▶ **Entries supplied**:
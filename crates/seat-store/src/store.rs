use async_trait::async_trait;
use chrono::{DateTime, Utc};

use crate::{
    BookingId, BookingView, InventorySummary, Result, Seat, SeatId, SeatView, UserId, VenueLayout,
};

/// A scoped, atomic unit of work against the inventory and the ledger.
///
/// Nothing written through the handle is visible to other transactions until
/// [`InventoryTx::commit`] succeeds. Dropping the handle without committing
/// rolls every change back, so early returns and `?` never leave partial
/// bookings behind.
#[async_trait]
pub trait InventoryTx: Send {
    /// Reads every seat, ordered by row number then seat number.
    async fn snapshot(&mut self) -> Result<Vec<Seat>>;

    /// Marks the seat unavailable and records a booking owned by `user_id`.
    ///
    /// Fails with `SeatAlreadyBooked` if the seat already has a ledger row.
    async fn assign(
        &mut self,
        user_id: UserId,
        seat_id: SeatId,
        booked_at: DateTime<Utc>,
    ) -> Result<BookingId>;

    /// Returns the seats among `seat_ids` currently booked by `user_id`.
    ///
    /// The matching ledger rows stay locked until the transaction ends, so
    /// ownership cannot change between this check and [`InventoryTx::release`].
    async fn owned_seats(&mut self, user_id: UserId, seat_ids: &[SeatId]) -> Result<Vec<SeatId>>;

    /// Makes the seats available again and deletes the owner's ledger rows.
    ///
    /// Returns the number of bookings removed.
    async fn release(&mut self, user_id: UserId, seat_ids: &[SeatId]) -> Result<u64>;

    /// Commits all changes made through this handle.
    async fn commit(self: Box<Self>) -> Result<()>;

    /// Discards all changes made through this handle.
    async fn rollback(self: Box<Self>) -> Result<()>;
}

/// Core trait for seat inventory and booking ledger storage.
///
/// All implementations must be thread-safe (Send + Sync).
#[async_trait]
pub trait SeatStore: Send + Sync {
    /// Creates the venue's seats if the venue is empty.
    ///
    /// Returns the number of seats created, which is 0 when the venue already
    /// exists. An existing venue is never regenerated.
    async fn initialize_venue(&self, layout: &VenueLayout) -> Result<u64>;

    /// Opens a booking transaction holding exclusive access to the inventory.
    ///
    /// Only one booking transaction runs at a time; the next one sees the
    /// committed effects of the previous one.
    ///
    /// Whether the booking user must exist is up to the backend:
    /// [`crate::PostgresSeatStore`] enforces a foreign key to `users`, so
    /// [`InventoryTx::assign`] fails with `Database` for an unknown user, while
    /// [`crate::InMemorySeatStore`] accepts any id.
    async fn begin_booking(&self) -> Result<Box<dyn InventoryTx>>;

    /// Opens a cancellation transaction.
    async fn begin_cancellation(&self) -> Result<Box<dyn InventoryTx>>;

    /// Lists every seat with a flag telling whether `requester` booked it.
    ///
    /// Seats are returned ordered by row number then seat number.
    async fn list_seats(&self, requester: UserId) -> Result<Vec<SeatView>>;

    /// Lists the bookings owned by `user_id`, most recent first.
    async fn list_bookings(&self, user_id: UserId) -> Result<Vec<BookingView>>;

    /// Counts seats and ledger rows.
    async fn summary(&self) -> Result<InventorySummary>;
}

/// Extension trait providing convenience methods for seat stores.
#[async_trait]
pub trait SeatStoreExt: SeatStore {
    /// Checks whether the venue has been initialized.
    async fn is_initialized(&self) -> Result<bool> {
        Ok(self.summary().await?.total > 0)
    }

    /// Returns the number of seats currently free.
    async fn available_count(&self) -> Result<u64> {
        Ok(self.summary().await?.available)
    }
}

// Blanket implementation for all SeatStore implementations
impl<T: SeatStore + ?Sized> SeatStoreExt for T {}

#[async_trait]
impl<T: SeatStore + ?Sized> SeatStore for std::sync::Arc<T> {
    async fn initialize_venue(&self, layout: &VenueLayout) -> Result<u64> {
        (**self).initialize_venue(layout).await
    }

    async fn begin_booking(&self) -> Result<Box<dyn InventoryTx>> {
        (**self).begin_booking().await
    }

    async fn begin_cancellation(&self) -> Result<Box<dyn InventoryTx>> {
        (**self).begin_cancellation().await
    }

    async fn list_seats(&self, requester: UserId) -> Result<Vec<SeatView>> {
        (**self).list_seats(requester).await
    }

    async fn list_bookings(&self, user_id: UserId) -> Result<Vec<BookingView>> {
        (**self).list_bookings(user_id).await
    }

    async fn summary(&self) -> Result<InventorySummary> {
        (**self).summary().await
    }
}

▶ **How to complete this task**:
Retype the material exactly, including every line.

▶ **Answer**:
filename crates/seat-store/src/store.rs
use async_trait::async_trait;
use chrono::{DateTime, Utc};

use crate::{
    BookingId, BookingView, InventorySummary, Result, Seat, SeatId, SeatView, UserId, VenueLayout,
};

/// A scoped, atomic unit of work against the inventory and the ledger.
///
/// Nothing written through the handle is visible to other transactions until
/// [`InventoryTx::commit`] succeeds. Dropping the handle without committing
/// rolls every change back, so early returns and `?` never leave partial
/// bookings behind.
#[async_trait]
pub trait InventoryTx: Send {
    /// Reads every seat, ordered by row number then seat number.
    async fn snapshot(&mut self) -> Result<Vec<Seat>>;

    /// Marks the seat unavailable and records a booking owned by `user_id`.
    ///
    /// Fails with `SeatAlreadyBooked` if the seat already has a ledger row.
    async fn assign(
        &mut self,
        user_id: UserId,
        seat_id: SeatId,
        booked_at: DateTime<Utc>,
    ) -> Result<BookingId>;

    /// Returns the seats among `seat_ids` currently booked by `user_id`.
    ///
    /// The matching ledger rows stay locked until the transaction ends, so
    /// ownership cannot change between this check and [`InventoryTx::release`].
    async fn owned_seats(&mut self, user_id: UserId, seat_ids: &[SeatId]) -> Result<Vec<SeatId>>;

    /// Makes the seats available again and deletes the owner's ledger rows.
    ///
    /// Returns the number of bookings removed.
    async fn release(&mut self, user_id: UserId, seat_ids: &[SeatId]) -> Result<u64>;

    /// Commits all changes made through this handle.
    async fn commit(self: Box<Self>) -> Result<()>;

    /// Discards all changes made through this handle.
    async fn rollback(self: Box<Self>) -> Result<()>;
}

/// Core trait for seat inventory and booking ledger storage.
///
/// All implementations must be thread-safe (Send + Sync).
#[async_trait]
pub trait SeatStore: Send + Sync {
    /// Creates the venue's seats if the venue is empty.
    ///
    /// Returns the number of seats created, which is 0 when the venue already
    /// exists. An existing venue is never regenerated.
    async fn initialize_venue(&self, layout: &VenueLayout) -> Result<u64>;

    /// Opens a booking transaction holding exclusive access to the inventory.
    ///
    /// Only one booking transaction runs at a time; the next one sees the
    /// committed effects of the previous one.
    ///
    /// Whether the booking user must exist is up to the backend:
    /// [`crate::PostgresSeatStore`] enforces a foreign key to `users`, so
    /// [`InventoryTx::assign`] fails with `Database` for an unknown user, while
    /// [`crate::InMemorySeatStore`] accepts any id.
    async fn begin_booking(&self) -> Result<Box<dyn InventoryTx>>;

    /// Opens a cancellation transaction.
    async fn begin_cancellation(&self) -> Result<Box<dyn InventoryTx>>;

    /// Lists every seat with a flag telling whether `requester` booked it.
    ///
    /// Seats are returned ordered by row number then seat number.
    async fn list_seats(&self, requester: UserId) -> Result<Vec<SeatView>>;

    /// Lists the bookings owned by `user_id`, most recent first.
    async fn list_bookings(&self, user_id: UserId) -> Result<Vec<BookingView>>;

    /// Counts seats and ledger rows.
    async fn summary(&self) -> Result<InventorySummary>;
}

/// Extension trait providing convenience methods for seat stores.
#[async_trait]
pub trait SeatStoreExt: SeatStore {
    /// Checks whether the venue has been initialized.
    async fn is_initialized(&self) -> Result<bool> {
        Ok(self.summary().await?.total > 0)
    }

    /// Returns the number of seats currently free.
    async fn available_count(&self) -> Result<u64> {
        Ok(self.summary().await?.available)
    }
}

// Blanket implementation for all SeatStore implementations
impl<T: SeatStore + ?Sized> SeatStoreExt for T {}

#[async_trait]
impl<T: SeatStore + ?Sized> SeatStore for std::sync::Arc<T> {
    async fn initialize_venue(&self, layout: &VenueLayout) -> Result<u64> {
        (**self).initialize_venue(layout).await
    }

    async fn begin_booking(&self) -> Result<Box<dyn InventoryTx>> {
        (**self).begin_booking().await
    }

    async fn begin_cancellation(&self) -> Result<Box<dyn InventoryTx>> {
        (**self).begin_cancellation().await
    }

    async fn list_seats(&self, requester: UserId) -> Result<Vec<SeatView>> {
        (**self).list_seats(requester).await
    }

    async fn list_bookings(&self, user_id: UserId) -> Result<Vec<BookingView>> {
        (**self).list_bookings(user_id).await
    }

    async fn summary(&self) -> Result<InventorySummary> {
        (**self).summary().await
    }
}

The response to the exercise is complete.